= Beginning of Section =
// src/services/session_store.rs
use std::collections::HashMap;
use std::sync::{Arc, PoisonError, RwLock};

use chrono::{Duration, Utc};
use log::info;
use uuid::Uuid;

use crate::errors::StudioError;
use crate::services::generation_client::GenerationClient;
use crate::services::studio::Studio;

/// In-memory registry of studio sessions, evicted after `ttl` of inactivity.
pub struct SessionStore {
    client: Arc<GenerationClient>,
    ttl: Duration,
    sessions: RwLock<HashMap<Uuid, Arc<Studio>>>,
}

impl SessionStore {
    pub fn new(client: Arc<GenerationClient>, ttl: Duration) -> Self {
        Self {
            client,
            ttl,
            sessions: RwLock::new(HashMap::new()),
        }
    }

    pub fn create(&self) -> Arc<Studio> {
        self.purge_expired();

        let studio = Arc::new(Studio::new(self.client.clone()));
        self.sessions
            .write()
            .unwrap_or_else(PoisonError::into_inner)
            .insert(studio.id(), studio.clone());
        info!("Created session {}", studio.id());
        studio
    }

    pub fn get(&self, id: &Uuid) -> Result<Arc<Studio>, StudioError> {
        let studio = self
            .sessions
            .read()
            .unwrap_or_else(PoisonError::into_inner)
            .get(id)
            .cloned()
            .ok_or_else(|| StudioError::NotFound(format!("Session {} not found", id)))?;
        studio.touch();
        Ok(studio)
    }

    /// Drops idle sessions. A session with work in flight is never evicted.
    pub fn purge_expired(&self) -> usize {
        let cutoff = Utc::now() - self.ttl;
        let mut sessions = self.sessions.write().unwrap_or_else(PoisonError::into_inner);
        let before = sessions.len();
        sessions.retain(|_, studio| studio.is_busy() || studio.last_seen() > cutoff);
        let removed = before - sessions.len();
        if removed > 0 {
            info!("Evicted {} idle sessions", removed);
        }
        removed
    }

    pub fn len(&self) -> usize {
        self.sessions
            .read()
            .unwrap_or_else(PoisonError::into_inner)
            .len()
    }
}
= End of Section =
» **WORK INSTRUCTION**
Every line of the listing that includes the word "write" belongs in the answer.

» **SOLUTION**
            .write()
        let mut sessions = self.sessions.write().unwrap_or_else(PoisonError::into_inner);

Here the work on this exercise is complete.